The course experience
This course is designed to take anyone from their skill level to a level of confidence in removing the threat. It is not just a tactics class, it is a decision making and quick response class with immediately applicable information and newly developed skills.
The high-speed SWAT operator who also works patrol will have their skills and tactics tested. The officer with no tactical training will learn how to stop a threat as safely as possible. Overall, this course is excellent.

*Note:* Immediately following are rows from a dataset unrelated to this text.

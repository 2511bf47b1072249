// SPDX-FileCopyrightText: 2025-2026 RAprogramm <andrey.rozanov.vl@gmail.com>
// SPDX-License-Identifier: MIT

//! Column values and conversions.
//!
//! Every value crossing the storage boundary is a [`Value`]. Generated code
//! binds arguments through [`ToValue`] and reads columns through
//! [`FromValue`]; custom types plug in with a [`TypeConverter`].
//!
//! | Rust type | Storage class |
//! |-----------|---------------|
//! | `i8`..`i64`, `u8`..`u32`, `bool` | `Integer` |
//! | `f32`, `f64` | `Real` |
//! | `String`, `&str` | `Text` |
//! | `Vec<u8>`, `&[u8]` | `Blob` |
//! | `Option<T>` | `Null` or the class of `T` |

/// A single column value in one of the storage classes of the engine.
#[derive(Debug, Clone, PartialEq, Default)]
pub enum Value {
    /// SQL `NULL`.
    #[default]
    Null,

    /// 64-bit signed integer.
    Integer(i64),

    /// 64-bit float.
    Real(f64),

    /// UTF-8 text.
    Text(String),

    /// Raw bytes.
    Blob(Vec<u8>)
}

impl Value {
    /// Check if this is SQL `NULL`.
    pub const fn is_null(&self) -> bool {
        matches!(self, Self::Null)
    }

    /// Storage class name used in conversion errors.
    pub const fn type_name(&self) -> &'static str {
        match self {
            Self::Null => "NULL",
            Self::Integer(_) => "INTEGER",
            Self::Real(_) => "REAL",
            Self::Text(_) => "TEXT",
            Self::Blob(_) => "BLOB"
        }
    }
}

/// Failure to read a [`Value`] as a Rust type.
#[derive(Debug, Clone, Copy, PartialEq, Eq)]
pub enum ConversionError {
    /// The value was `NULL` but the target type is not an `Option`.
    UnexpectedNull,

    /// The storage class does not fit the target type.
    Mismatch {
        /// Target type.
        expected: &'static str,
        /// Storage class found.
        found:    &'static str
    }
}

/// Conversion of a Rust value into a bindable [`Value`].
pub trait ToValue {
    /// Produce the value to bind.
    fn to_value(&self) -> Value;
}

/// Conversion of a column [`Value`] into a Rust value.
pub trait FromValue: Sized {
    /// Read the value.
    fn from_value(value: &Value) -> Result<Self, ConversionError>;
}

/// Custom mapping between a domain type and a storable column type.
///
/// Converters are stateless; generated code calls the associated functions
/// directly and reports the converter path from `required_converters()`.
///
/// # Example
///
/// ```rust
/// use daogen_core::TypeConverter;
///
/// pub struct Celsius(pub f64);
///
/// pub struct CelsiusConverter;
///
/// impl TypeConverter for CelsiusConverter {
///     type Value = Celsius;
///     type Column = f64;
///
///     fn to_column(value: &Celsius) -> f64 {
///         value.0
///     }
///
///     fn from_column(column: f64) -> Celsius {
///         Celsius(column)
///     }
/// }
/// ```
pub trait TypeConverter {
    /// Domain type seen by the interface.
    type Value;

    /// Type actually stored in the column.
    type Column: ToValue + FromValue;

    /// Convert a domain value for binding.
    fn to_column(value: &Self::Value) -> Self::Column;

    /// Convert a read column back into the domain type.
    fn from_column(column: Self::Column) -> Self::Value;
}

const fn mismatch(expected: &'static str, value: &Value) -> ConversionError {
    match value {
        Value::Null => ConversionError::UnexpectedNull,
        other => ConversionError::Mismatch {
            expected,
            found: other.type_name()
        }
    }
}

impl<T: ToValue + ?Sized> ToValue for &T {
    fn to_value(&self) -> Value {
        (**self).to_value()
    }
}

impl<T: ToValue> ToValue for Option<T> {
    fn to_value(&self) -> Value {
        match self {
            Some(value) => value.to_value(),
            None => Value::Null
        }
    }
}

impl<T: FromValue> FromValue for Option<T> {
    fn from_value(value: &Value) -> Result<Self, ConversionError> {
        match value {
            Value::Null => Ok(None),
            other => T::from_value(other).map(Some)
        }
    }
}

impl ToValue for Value {
    fn to_value(&self) -> Value {
        self.clone()
    }
}

impl FromValue for Value {
    fn from_value(value: &Value) -> Result<Self, ConversionError> {
        Ok(value.clone())
    }
}

impl ToValue for i64 {
    fn to_value(&self) -> Value {
        Value::Integer(*self)
    }
}

impl FromValue for i64 {
    fn from_value(value: &Value) -> Result<Self, ConversionError> {
        match value {
            Value::Integer(v) => Ok(*v),
            other => Err(mismatch("i64", other))
        }
    }
}

macro_rules! integer_value {
    ($($ty:ty),*) => {
        $(
            impl ToValue for $ty {
                fn to_value(&self) -> Value {
                    Value::Integer(i64::from(*self))
                }
            }

            impl FromValue for $ty {
                fn from_value(value: &Value) -> Result<Self, ConversionError> {
                    match value {
                        Value::Integer(v) => <$ty>::try_from(*v).map_err(|_| {
                            ConversionError::Mismatch {
                                expected: stringify!($ty),
                                found:    "INTEGER"
                            }
                        }),
                        other => Err(mismatch(stringify!($ty), other))
                    }
                }
            }
        )*
    };
}

integer_value!(i8, i16, i32, u8, u16, u32);

impl ToValue for bool {
    fn to_value(&self) -> Value {
        Value::Integer(i64::from(*self))
    }
}

impl FromValue for bool {
    fn from_value(value: &Value) -> Result<Self, ConversionError> {
        match value {
            Value::Integer(v) => Ok(*v != 0),
            other => Err(mismatch("bool", other))
        }
    }
}

impl ToValue for f64 {
    fn to_value(&self) -> Value {
        Value::Real(*self)
    }
}

impl FromValue for f64 {
    fn from_value(value: &Value) -> Result<Self, ConversionError> {
        match value {
            Value::Real(v) => Ok(*v),
            // Numeric affinity may store whole reals as integers.
            #[allow(clippy::cast_precision_loss)]
            Value::Integer(v) => Ok(*v as f64),
            other => Err(mismatch("f64", other))
        }
    }
}

impl ToValue for f32 {
    fn to_value(&self) -> Value {
        Value::Real(f64::from(*self))
    }
}

impl FromValue for f32 {
    #[allow(clippy::cast_possible_truncation)]
    fn from_value(value: &Value) -> Result<Self, ConversionError> {
        f64::from_value(value)
            .map(|v| v as f32)
            .map_err(|err| match err {
                ConversionError::Mismatch {
                    found, ..
                } => ConversionError::Mismatch {
                    expected: "f32",
                    found
                },
                null => null
            })
    }
}

impl ToValue for str {
    fn to_value(&self) -> Value {
        Value::Text(self.to_owned())
    }
}

impl ToValue for String {
    fn to_value(&self) -> Value {
        Value::Text(self.clone())
    }
}

impl FromValue for String {
    fn from_value(value: &Value) -> Result<Self, ConversionError> {
        match value {
            Value::Text(v) => Ok(v.clone()),
            other => Err(mismatch("String", other))
        }
    }
}

impl ToValue for [u8] {
    fn to_value(&self) -> Value {
        Value::Blob(self.to_vec())
    }
}

impl ToValue for Vec<u8> {
    fn to_value(&self) -> Value {
        Value::Blob(self.clone())
    }
}

impl FromValue for Vec<u8> {
    fn from_value(value: &Value) -> Result<Self, ConversionError> {
        match value {
            Value::Blob(v) => Ok(v.clone()),
            other => Err(mismatch("Vec<u8>", other))
        }
    }
}

#[cfg(test)]
mod tests {
    use super::*;

    #[test]
    fn integers_round_trip() {
        assert_eq!(42_i64.to_value(), Value::Integer(42));
        assert_eq!(i32::from_value(&Value::Integer(-7)), Ok(-7));
        assert_eq!(u8::from_value(&Value::Integer(255)), Ok(255));
    }

    #[test]
    fn narrow_integer_overflow_is_mismatch() {
        let err = u8::from_value(&Value::Integer(256)).unwrap_err();
        assert_eq!(
            err,
            ConversionError::Mismatch {
                expected: "u8",
                found:    "INTEGER"
            }
        );
    }

    #[test]
    fn null_into_non_option_fails() {
        assert_eq!(
            String::from_value(&Value::Null),
            Err(ConversionError::UnexpectedNull)
        );
    }

    #[test]
    fn option_reads_null_as_none() {
        assert_eq!(Option::<String>::from_value(&Value::Null), Ok(None));
        assert_eq!(
            Option::<String>::from_value(&Value::Text("a".into())),
            Ok(Some("a".to_owned()))
        );
        assert_eq!(None::<i64>.to_value(), Value::Null);
    }

    #[test]
    fn bool_uses_integer_storage() {
        assert_eq!(true.to_value(), Value::Integer(1));
        assert_eq!(bool::from_value(&Value::Integer(0)), Ok(false));
    }

    #[test]
    fn real_accepts_integer_storage() {
        assert_eq!(f64::from_value(&Value::Integer(3)), Ok(3.0));
    }

    #[test]
    fn references_bind_like_owned() {
        let name = "ada";
        assert_eq!((&name).to_value(), Value::Text("ada".into()));
        assert_eq!(vec![1_u8, 2].to_value(), Value::Blob(vec![1, 2]));
    }

    #[test]
    fn text_into_integer_is_mismatch() {
        assert_eq!(
            i64::from_value(&Value::Text("x".into())),
            Err(ConversionError::Mismatch {
                expected: "i64",
                found:    "TEXT"
            })
        );
    }
}
// SPDX-FileCopyrightText: 2025-2026 RAprogramm <andrey.rozanov.vl@gmail.com>
// SPDX-License-Identifier: MIT

//! Table invalidation fan-out.
//!
//! Reactive queries register an [`Observer`] for the tables their statement
//! reads. Every published write names the tables it touched; observers whose
//! set intersects it receive the intersection. Table names compare
//! case-insensitively.
//!
//! Dropping an [`Observer`] unregisters it.

use std::{
    collections::{BTreeSet, HashMap},
    sync::{
        Arc, Mutex, MutexGuard, PoisonError, Weak,
        atomic::{AtomicU64, Ordering}
    }
};

use tokio::sync::mpsc;
use tracing::{debug, trace};

struct Registration {
    tables: BTreeSet<String>,
    sender: mpsc::UnboundedSender<Vec<String>>
}

#[derive(Default)]
struct TrackerInner {
    next_id:   AtomicU64,
    observers: Mutex<HashMap<u64, Registration>>
}

impl TrackerInner {
    fn lock(&self) -> MutexGuard<'_, HashMap<u64, Registration>> {
        self.observers.lock().unwrap_or_else(PoisonError::into_inner)
    }
}

/// Registry of table observers.
///
/// Cloning shares the registry.
///
/// # Example
///
/// ```rust
/// use daogen_core::InvalidationTracker;
///
/// # tokio::runtime::Builder::new_current_thread().build().unwrap().block_on(async {
/// let tracker = InvalidationTracker::new();
/// let mut observer = tracker.observe(["users"]);
///
/// tracker.notify(["Users", "orders"]);
/// assert_eq!(observer.changed().await, Some(vec!["users".to_owned()]));
/// # });
/// ```
#[derive(Clone, Default)]
pub struct InvalidationTracker {
    inner: Arc<TrackerInner>
}

impl InvalidationTracker {
    /// Create an empty tracker.
    pub fn new() -> Self {
        Self::default()
    }

    /// Register an observer for `tables`.
    pub fn observe<I, S>(&self, tables: I) -> Observer
    where
        I: IntoIterator<Item = S>,
        S: AsRef<str>
    {
        let tables: BTreeSet<String> = tables
            .into_iter()
            .map(|t| t.as_ref().to_ascii_lowercase())
            .collect();
        let id = self.inner.next_id.fetch_add(1, Ordering::Relaxed);
        let (sender, receiver) = mpsc::unbounded_channel();
        debug!(id, tables = ?tables, "observer registered");
        self.inner.lock().insert(
            id,
            Registration {
                tables,
                sender
            }
        );
        Observer {
            id,
            receiver,
            tracker: Arc::downgrade(&self.inner)
        }
    }

    /// Publish that `tables` were written.
    pub fn notify<I, S>(&self, tables: I)
    where
        I: IntoIterator<Item = S>,
        S: AsRef<str>
    {
        let changed: BTreeSet<String> = tables
            .into_iter()
            .map(|t| t.as_ref().to_ascii_lowercase())
            .collect();
        if changed.is_empty() {
            return;
        }

        let mut observers = self.inner.lock();
        let mut delivered = 0_usize;
        observers.retain(|_, registration| {
            let hit: Vec<String> = registration
                .tables
                .intersection(&changed)
                .cloned()
                .collect();
            if hit.is_empty() {
                return true;
            }
            delivered += 1;
            registration.sender.send(hit).is_ok()
        });
        trace!(tables = ?changed, delivered, "invalidation published");
    }

    /// Number of live observers.
    pub fn observer_count(&self) -> usize {
        self.inner.lock().len()
    }
}

/// Receives invalidations for one table set.
pub struct Observer {
    id:       u64,
    receiver: mpsc::UnboundedReceiver<Vec<String>>,
    tracker:  Weak<TrackerInner>
}

impl Observer {
    /// Wait for the next invalidation.
    ///
    /// Notifications that queued up meanwhile are coalesced into one set.
    /// Returns `None` once the tracker is gone.
    pub async fn changed(&mut self) -> Option<Vec<String>> {
        let first = self.receiver.recv().await?;
        let mut tables: BTreeSet<String> = first.into_iter().collect();
        while let Ok(more) = self.receiver.try_recv() {
            tables.extend(more);
        }
        Some(tables.into_iter().collect())
    }

    /// Discard pending notifications. Returns `true` if any were queued.
    pub fn drain(&mut self) -> bool {
        let mut any = false;
        while self.receiver.try_recv().is_ok() {
            any = true;
        }
        any
    }
}

impl Drop for Observer {
    fn drop(&mut self) {
        if let Some(tracker) = self.tracker.upgrade() {
            tracker.lock().remove(&self.id);
            debug!(id = self.id, "observer unregistered");
        }
    }
}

While there are many former SWAT members teaching courses on CQB and active shooter response (of which I will be attending), this is the first course in years that I have attended where the research and analysis was plain, lessons learned were applied, and a challenge to the “stage and wait” idea of post-Columbine and pre-Uvalde events. The only classroom time was spent productively going through and discussing the Uvalde, TX, event in comparison to the Nashville, TN, event with video I’ve never seen before and detail I have never heard. A full-history, supporting data, and the events that lead to where we are in active shooter response was presented with no politics or opinions. I especially liked how they reinforced the idea of “Safety Priorities” and engrained it through practice and review throughout the course and in scenarios. The “Why?”, “Why this?”, and “Why this, this way?” was very clear throughout the presentation and class.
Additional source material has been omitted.